> EXERCISE: Down to the last line, repeat the data below exactly.

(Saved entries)
::::
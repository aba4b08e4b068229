//! Guided-conversation definitions.
//!
//! A guided conversation walks the user through gathering information for an
//! artifact. These types describe one such conversation as configured by an
//! operator; the conversation engine that consumes them lives elsewhere.

use schemars::JsonSchema;
use serde::{Deserialize, Serialize};

use std::fmt;

/// Unit a resource constraint is measured in.
#[derive(Debug, Clone, Copy, PartialEq, Eq, Serialize, Deserialize, JsonSchema)]
#[serde(rename_all = "lowercase")]
pub enum ResourceConstraintUnit {
    Seconds,
    Minutes,
    Turns,
}

impl fmt::Display for ResourceConstraintUnit {
    fn fmt(&self, f: &mut fmt::Formatter<'_>) -> fmt::Result {
        match self {
            ResourceConstraintUnit::Seconds => write!(f, "seconds"),
            ResourceConstraintUnit::Minutes => write!(f, "minutes"),
            ResourceConstraintUnit::Turns => write!(f, "turns"),
        }
    }
}

/// Whether the conversation must use exactly, or at most, the resource.
#[derive(Debug, Clone, Copy, PartialEq, Eq, Serialize, Deserialize, JsonSchema)]
#[serde(rename_all = "lowercase")]
pub enum ResourceConstraintMode {
    Exact,
    Maximum,
}

impl fmt::Display for ResourceConstraintMode {
    fn fmt(&self, f: &mut fmt::Formatter<'_>) -> fmt::Result {
        match self {
            ResourceConstraintMode::Exact => write!(f, "exact"),
            ResourceConstraintMode::Maximum => write!(f, "maximum"),
        }
    }
}

/// How a guided conversation is constrained. All fields are required.
#[derive(Debug, Clone, PartialEq, Eq, Serialize, Deserialize, JsonSchema)]
pub struct ResourceConstraintDefinition {
    /// The quantity of the resource constraint.
    #[schemars(title = "Quantity")]
    pub quantity: u32,
    /// Unit of the resource constraint.
    #[schemars(title = "Unit")]
    pub unit: ResourceConstraintUnit,
    /// Mode of the resource constraint.
    #[schemars(title = "Mode")]
    pub mode: ResourceConstraintMode,
}

impl fmt::Display for ResourceConstraintDefinition {
    fn fmt(&self, f: &mut fmt::Formatter<'_>) -> fmt::Result {
        write!(f, "{} {} {}", self.mode, self.quantity, self.unit)
    }
}

/// Operator-authored description of one guided conversation.
#[derive(Debug, Clone, PartialEq, Serialize, Deserialize, JsonSchema)]
pub struct GuidedConversationDefinition {
    /// The do's and don'ts that the agent should follow during the conversation.
    #[schemars(title = "Rules")]
    pub rules: Vec<String>,

    /// (optional) Defines the steps of the conversation in natural language.
    #[serde(default)]
    #[schemars(title = "Conversation flow")]
    pub conversation_flow: String,

    /// (optional) Any additional information or the circumstances the agent
    /// is in that it should be aware of.
    #[serde(default)]
    #[schemars(title = "Context")]
    pub context: String,

    /// Defines how the guided conversation should be constrained.
    #[schemars(title = "Resource constraint")]
    pub resource_constraint: ResourceConstraintDefinition,
}

#[cfg(test)]
mod tests {
    use super::*;

    #[test]
    fn test_definition_parses_with_optional_fields_missing() {
        let json = r#"{
            "rules": ["Do not ask for a phone number"],
            "resource_constraint": {"quantity": 10, "unit": "turns", "mode": "maximum"}
        }"#;
        let def: GuidedConversationDefinition = serde_json::from_str(json).unwrap();
        assert_eq!(def.rules.len(), 1);
        assert!(def.conversation_flow.is_empty());
        assert!(def.context.is_empty());
        assert_eq!(def.resource_constraint.unit, ResourceConstraintUnit::Turns);
        assert_eq!(def.resource_constraint.to_string(), "maximum 10 turns");
    }

    #[test]
    fn test_definition_requires_resource_constraint() {
        let json = r#"{"rules": []}"#;
        assert!(serde_json::from_str::<GuidedConversationDefinition>(json).is_err());
    }

    #[test]
    fn test_resource_constraint_requires_every_field() {
        let json = r#"{"quantity": 5, "unit": "minutes"}"#;
        assert!(serde_json::from_str::<ResourceConstraintDefinition>(json).is_err());
    }

    #[test]
    fn test_unknown_unit_rejected() {
        let json = r#"{"quantity": 5, "unit": "hours", "mode": "exact"}"#;
        assert!(serde_json::from_str::<ResourceConstraintDefinition>(json).is_err());
    }
}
::::
> TASK OUTPUT:
repository aba4b08e4b068229
//! Guided-conversation definitions.
//!
//! A guided conversation walks the user through gathering information for an
//! artifact. These types describe one such conversation as configured by an
//! operator; the conversation engine that consumes them lives elsewhere.

use schemars::JsonSchema;
use serde::{Deserialize, Serialize};

use std::fmt;

/// Unit a resource constraint is measured in.
#[derive(Debug, Clone, Copy, PartialEq, Eq, Serialize, Deserialize, JsonSchema)]
#[serde(rename_all = "lowercase")]
pub enum ResourceConstraintUnit {
    Seconds,
    Minutes,
    Turns,
}

impl fmt::Display for ResourceConstraintUnit {
    fn fmt(&self, f: &mut fmt::Formatter<'_>) -> fmt::Result {
        match self {
            ResourceConstraintUnit::Seconds => write!(f, "seconds"),
            ResourceConstraintUnit::Minutes => write!(f, "minutes"),
            ResourceConstraintUnit::Turns => write!(f, "turns"),
        }
    }
}

/// Whether the conversation must use exactly, or at most, the resource.
#[derive(Debug, Clone, Copy, PartialEq, Eq, Serialize, Deserialize, JsonSchema)]
#[serde(rename_all = "lowercase")]
pub enum ResourceConstraintMode {
    Exact,
    Maximum,
}

impl fmt::Display for ResourceConstraintMode {
    fn fmt(&self, f: &mut fmt::Formatter<'_>) -> fmt::Result {
        match self {
            ResourceConstraintMode::Exact => write!(f, "exact"),
            ResourceConstraintMode::Maximum => write!(f, "maximum"),
        }
    }
}

/// How a guided conversation is constrained. All fields are required.
#[derive(Debug, Clone, PartialEq, Eq, Serialize, Deserialize, JsonSchema)]
pub struct ResourceConstraintDefinition {
    /// The quantity of the resource constraint.
    #[schemars(title = "Quantity")]
    pub quantity: u32,
    /// Unit of the resource constraint.
    #[schemars(title = "Unit")]
    pub unit: ResourceConstraintUnit,
    /// Mode of the resource constraint.
    #[schemars(title = "Mode")]
    pub mode: ResourceConstraintMode,
}

impl fmt::Display for ResourceConstraintDefinition {
    fn fmt(&self, f: &mut fmt::Formatter<'_>) -> fmt::Result {
        write!(f, "{} {} {}", self.mode, self.quantity, self.unit)
    }
}

/// Operator-authored description of one guided conversation.
#[derive(Debug, Clone, PartialEq, Serialize, Deserialize, JsonSchema)]
pub struct GuidedConversationDefinition {
    /// The do's and don'ts that the agent should follow during the conversation.
    #[schemars(title = "Rules")]
    pub rules: Vec<String>,

    /// (optional) Defines the steps of the conversation in natural language.
    #[serde(default)]
    #[schemars(title = "Conversation flow")]
    pub conversation_flow: String,

    /// (optional) Any additional information or the circumstances the agent
    /// is in that it should be aware of.
    #[serde(default)]
    #[schemars(title = "Context")]
    pub context: String,

    /// Defines how the guided conversation should be constrained.
    #[schemars(title = "Resource constraint")]
    pub resource_constraint: ResourceConstraintDefinition,
}

#[cfg(test)]
mod tests {
    use super::*;

    #[test]
    fn test_definition_parses_with_optional_fields_missing() {
        let json = r#"{
            "rules": ["Do not ask for a phone number"],
            "resource_constraint": {"quantity": 10, "unit": "turns", "mode": "maximum"}
        }"#;
        let def: GuidedConversationDefinition = serde_json::from_str(json).unwrap();
        assert_eq!(def.rules.len(), 1);
        assert!(def.conversation_flow.is_empty());
        assert!(def.context.is_empty());
        assert_eq!(def.resource_constraint.unit, ResourceConstraintUnit::Turns);
        assert_eq!(def.resource_constraint.to_string(), "maximum 10 turns");
    }

    #[test]
    fn test_definition_requires_resource_constraint() {
        let json = r#"{"rules": []}"#;
        assert!(serde_json::from_str::<GuidedConversationDefinition>(json).is_err());
    }

    #[test]
    fn test_resource_constraint_requires_every_field() {
        let json = r#"{"quantity": 5, "unit": "minutes"}"#;
        assert!(serde_json::from_str::<ResourceConstraintDefinition>(json).is_err());
    }

    #[test]
    fn test_unknown_unit_rejected() {
        let json = r#"{"quantity": 5, "unit": "hours", "mode": "exact"}"#;
        assert!(serde_json::from_str::<ResourceConstraintDefinition>(json).is_err());
    }
}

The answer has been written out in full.